-- Opening Marker --

use std::process::Command;

fn main() {
    let describe = Command::new("git")
        .args(["describe", "--tags", "--always", "--dirty"])
        .output()
        .ok()
        .filter(|output| output.status.success())
        .map(|output| String::from_utf8_lossy(&output.stdout).trim().to_string())
        .filter(|s| !s.is_empty())
        .unwrap_or_else(|| env!("CARGO_PKG_VERSION").to_string());

    println!("cargo:rustc-env=GIT_DESCRIBE={}", describe);
    println!("cargo:rerun-if-changed=../.git/HEAD");
}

-- Closing Marker --

Work to complete: Set down each record again, exactly as written.

Solution to the problem:
use std::process::Command;

fn main() {
    let describe = Command::new("git")
        .args(["describe", "--tags", "--always", "--dirty"])
        .output()
        .ok()
        .filter(|output| output.status.success())
        .map(|output| String::from_utf8_lossy(&output.stdout).trim().to_string())
        .filter(|s| !s.is_empty())
        .unwrap_or_else(|| env!("CARGO_PKG_VERSION").to_string());

    println!("cargo:rustc-env=GIT_DESCRIBE={}", describe);
    println!("cargo:rerun-if-changed=../.git/HEAD");
}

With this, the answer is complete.